Потом произошло чудо. Какая-то женщина позвонила в Российский фонд помощи и сказала, что у нее умер ребенок. У нее были деньги на пересадку костного мозга, но операцию сделать просто не успели.
— Я хочу отдать эти деньги какому-нибудь другому ребенку,— сказала женщина.— Пусть живет.
Катя даже не знает, как эту женщину зовут. Кажется, Галина. Операцию ее ребенку собирались делать, кажется, в Израиле. Она просто отдала деньги и исчезла.
Умница
С этих пор главным для Антошки стало жить. Ему было все хуже и хуже, и Катя молилась, чтобы мальчик ее протянул ну хоть еще недельку. У Антошки отказали почки, и Катя смертельно боялась приближения его дня рождения, тех самых шести месяцев, в которые умерла ее дочь. Но шесть месяцев Антошка пережил. И доктор Масчан поехал встречать костный мозг из Франции.
Доктор вернулся ночью. И что это была за ночь! Все врачи, даже те, у кого тогда был выходной, собрались в отделении. Это, конечно, была первая в России трансплантация неродственного костного мозга, но куда больше, чем научный интерес, врачей объединял восторг общей борьбы с судьбой. Катя, перебивавшаяся в ту ночь с молитв на слезы, чувствовала этот всеобщий восторг и, ни на секунду не отходя от мальчика, старалась как-то передать ему это чувство. Антошка лежал при смерти.
— Операция прошла без особенностей,— сказал один из врачей на утро.
С тех пор Антошка пошел на поправку. У него, конечно, серьезные сложности с почками, у него легкие работают через раз, у него щеки толстые от гормонов, но он пошел на поправку. Годовалый мальчик снова научился держать голову, ползать, сидеть и даже немножко ходить.
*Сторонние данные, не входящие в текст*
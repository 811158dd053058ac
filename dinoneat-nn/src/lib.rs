//! # DinoNEAT-NN
//! A neural network-based implementation of the `dinoneat` crate's `Genome` trait.
//!
//! Provides an [`NNGenome`] type usable in `dinoneat` `Population`s, and a
//! [`FeedForwardNetwork`] which can be generated from an [`NNGenome`] and
//! evaluated as a pure function of its inputs, once per game tick.
//!
//! [`NNGenome`]: crate::genomics::NNGenome
//! [`FeedForwardNetwork`]: crate::networks::FeedForwardNetwork
//!
//! # Example usage: choosing a game action
//! ```
//! use dinoneat_nn::{
//!     genomics::{GeneticConfig, LineageCounter, NNGenome},
//!     networks::{argmax, evaluate_network, softmax},
//! };
//! use rand::SeedableRng;
//! use rand_chacha::ChaCha8Rng;
//! use std::num::NonZeroUsize;
//!
//! let config = GeneticConfig {
//!     input_count: NonZeroUsize::new(6).unwrap(),
//!     output_count: NonZeroUsize::new(3).unwrap(),
//!     bias: true,
//!     initial_expression_chance: 1.0,
//!     weight_bound: 1.0,
//!     ..GeneticConfig::zero()
//! };
//! let mut rng = ChaCha8Rng::seed_from_u64(0);
//! let history = LineageCounter::new(&config);
//!
//! let mut genome = NNGenome::new(&config, &mut rng);
//! genome.mutate_add_node(&history, &config, &mut rng);
//!
//! // Distance, obstacle height, airborne flag, speed, height, vertical velocity.
//! let sensors = [0.4, 0.2, 0.0, 0.6, 0.0, 0.0];
//! let outputs = evaluate_network(&genome, &sensors).unwrap();
//! let action = argmax(&softmax(&outputs)).unwrap();
//!
//! assert!(action < 3);
//! ```

pub mod genomics;
pub mod networks;

/// Identifier type used to designate nodes and
/// edges, and to align historically identical
/// edges during crossover.
pub type Innovation = usize;
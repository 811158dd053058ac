use crate::genomics::{GeneticConfig, WeightPerturbation};
use crate::Innovation;

use rand::Rng;
use rand_distr::{Distribution, Normal};
use serde::{Deserialize, Serialize};

use std::fmt;

/// Edges are weighted connections between two nodes,
/// and become network connections in the genome's phenotype.
///
/// Disabled edges carry no signal, but are kept
/// so that they can be aligned during crossover.
#[derive(Clone, Copy, PartialEq, Debug, Serialize, Deserialize)]
pub struct Edge {
    id: Innovation,
    source: Innovation,
    target: Innovation,
    weight: f32,
    enabled: bool,
}

impl Edge {
    /// Returns a new _enabled_ edge with the specified parameters.
    ///
    /// # Examples
    /// ```
    /// use dinoneat_nn::genomics::Edge;
    ///
    /// let edge = Edge::new(42, 3, 9, 2.0);
    ///
    /// assert_eq!(edge.id(), 42);
    /// assert_eq!(edge.endpoints(), (3, 9));
    /// assert_eq!(edge.weight(), 2.0);
    /// assert!(edge.enabled());
    /// ```
    pub fn new(id: Innovation, source: Innovation, target: Innovation, weight: f32) -> Edge {
        Edge {
            id,
            source,
            target,
            weight,
            enabled: true,
        }
    }

    /// Returns a random weight, uniformly distributed
    /// over the range ±[`weight_bound`].
    ///
    /// [`weight_bound`]: crate::genomics::GeneticConfig::weight_bound
    pub fn random_weight<R: Rng + ?Sized>(config: &GeneticConfig, rng: &mut R) -> f32 {
        rng.gen_range(-config.weight_bound..=config.weight_bound)
    }

    /// Nudges the edge's weight by a random amount, drawn
    /// according to [`weight_perturbation`] with a scale of
    /// [`weight_mutation_power`]. The result is clamped to
    /// ±[`weight_bound`].
    ///
    /// [`weight_perturbation`]: crate::genomics::GeneticConfig::weight_perturbation
    /// [`weight_mutation_power`]: crate::genomics::GeneticConfig::weight_mutation_power
    /// [`weight_bound`]: crate::genomics::GeneticConfig::weight_bound
    ///
    /// # Examples
    /// ```
    /// use dinoneat_nn::genomics::{Edge, GeneticConfig};
    /// use rand::SeedableRng;
    /// use rand_chacha::ChaCha8Rng;
    ///
    /// let config = GeneticConfig {
    ///     weight_mutation_power: 2.5,
    ///     weight_bound: 5.0,
    ///     ..GeneticConfig::zero()
    /// };
    /// let mut rng = ChaCha8Rng::seed_from_u64(1);
    /// let mut edge = Edge::new(42, 3, 9, 3.0);
    ///
    /// edge.perturb_weight(&config, &mut rng);
    ///
    /// assert!((edge.weight() - 3.0).abs() <= 2.5);
    /// assert!(edge.weight().abs() <= 5.0);
    /// ```
    pub fn perturb_weight<R: Rng + ?Sized>(&mut self, config: &GeneticConfig, rng: &mut R) {
        let power = config.weight_mutation_power;
        let delta = match config.weight_perturbation {
            WeightPerturbation::Uniform => rng.gen_range(-power..=power),
            WeightPerturbation::Gaussian => match Normal::new(0.0, power) {
                Ok(normal) => normal.sample(rng),
                Err(_) => 0.0,
            },
        };
        self.weight = (self.weight + delta).clamp(-config.weight_bound, config.weight_bound);
    }

    pub fn id(&self) -> Innovation {
        self.id
    }

    pub fn source(&self) -> Innovation {
        self.source
    }

    pub fn target(&self) -> Innovation {
        self.target
    }

    /// Returns the edge's `(source, target)` node ids.
    pub fn endpoints(&self) -> (Innovation, Innovation) {
        (self.source, self.target)
    }

    pub fn weight(&self) -> f32 {
        self.weight
    }

    pub fn set_weight(&mut self, weight: f32) {
        self.weight = weight;
    }

    pub fn enabled(&self) -> bool {
        self.enabled
    }

    pub(super) fn set_enabled(&mut self, enabled: bool) {
        self.enabled = enabled;
    }
}

impl fmt::Display for Edge {
    fn fmt(&self, f: &mut fmt::Formatter<'_>) -> fmt::Result {
        write!(
            f,
            "{}{:?}[{:?}->{:?}, {:.3}]{}",
            if self.enabled { "" } else { "(" },
            self.id,
            self.source,
            self.target,
            self.weight,
            if self.enabled { "" } else { ")" },
        )
    }
}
— Он такой умница,— говорит Катя.— Он жив. А жить для нас сейчас главное.
$15 000
Когда перед уходом я захожу в ординаторскую проститься с Масчаном, молодая доктор по имени Лили Альбертовна вдруг, как бы стесняясь, глядит мне в глаза и говорит:
— Постойте! У нас есть еще Лиза. Лиза Ильина. Тринадцать лет. У нее хронический миелолейкоз. Ей нужна пересадка костного мозга. Ее мама и папа специально родили еще одного ребенка, чтобы тот стал донором для своей старшей сестры. И он подошел,— Лили улыбается.— Подошел.
— Как специально родили ребенка? — говорю я ошарашенно.— Как донором? А с ним-то что будет?
— Ничего,— Лили улыбается еще больше и, кажется, готова даже засмеяться моему гематологическому невежеству.— Мы просто взяли у него пуповинную кровь, а ее можно переливать вместо костного мозга. Только вы же знаете, одного костного мозга мало. Нужны еще лекарства. Для Лизы — на $15 000.
Я думаю о том, как мог бы гордиться мальчик всю жизнь, если бы спас сестру, как горевал бы, если спасти не удастся. Я думаю о том, почему Лили стесняется говорить мне о том, что нужны деньги. Люди! Дайте, пожалуйста, $15 000 Лизе Ильиной. Чтобы она жила. Без этих денег никто — даже специально для этого родившийся человек — не сможет ее спасти.